La Poesía Pura, Henry Brémond

[La poésie pure]. Breve memoria leída por Henry Brémond (1865-1933) en la Academia Francesa, el 24 de octubre de 1925, a la cual siguió una larga discusión en las «Nouvelles littérai­res» y en otras revistas.

La discusión, que comprende la memoria inicial y numerosas aclaraciones, está contenida en los tres vo­lúmenes: La poésie pure, Prière et poésie y Racine et Valéry. La esencia de la poesía es para Brémond lo instintivo, lo genial, el encanto musical. Un verso, por la magia de los sonidos y el misterio del ritmo, vale por un poema entero. Toda tentativa de ex­plicación racional, toda intervención intelectualista no puede sino turbar el encanto y destruir la emoción. Por ejemplo, el verso de Racine: «La filie de Minos et de Pasiphaé» tiene una potencia de sugestión que no puede referirse al conocimiento de la genealogía de Fedra.

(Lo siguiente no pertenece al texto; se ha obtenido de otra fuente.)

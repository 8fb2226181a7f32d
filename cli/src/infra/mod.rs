//! Infrastructure layer: concrete implementations of application port traits.
//!
//! This module contains all I/O-performing code: process execution, the
//! ssh/rsync session, filesystem access, configuration loading and the
//! embedded templates.
//!
//! Imports from `crate::domain` and `crate::application::ports` are allowed.
//! Imports from `crate::commands` or `crate::output` are forbidden.

pub mod assets;
pub mod command_runner;
pub mod config;
pub mod fs;
pub mod ssh;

Así el verso de Mal­herbe: «Et les fruits passeront la promesse des fruits» pierde todo su misterioso en­canto si el singular «la promesse» se toma «les promesses». En suma, la poesía es ine­fable como momento místico: es un estado afin al de la plegaria. De toda esta discu­sión, que tiene sus precedentes teóricos en Baudelaire, en Poe, en Mallarmé, en Schelley, en Walter Pater, en Lamartine, en Pascoli, en Valéry, quedan los conceptos, no desconocidos para la crítica estética ita­liana, desde De Sanctis a Croce, de lo aló­gico de la poesía, de su intraducibilidad, de la distinción entre poesía y elocuen­cia, entre poesía y estructuras alegóricas; de la catarsis entendida como la poesía misma que convierte lo pasional en repre­sentación de la fantasía.

Pero Brémond, reavivando su discurso con muchas imá­genes y doctas referencias, hizo obra origi­nal y notable más por sus pormenores y la selección de los ejemplos que por el sistema que de él se puede extraer. [Trad. española por Julio Cortázar (Buenos Aires, 1947)].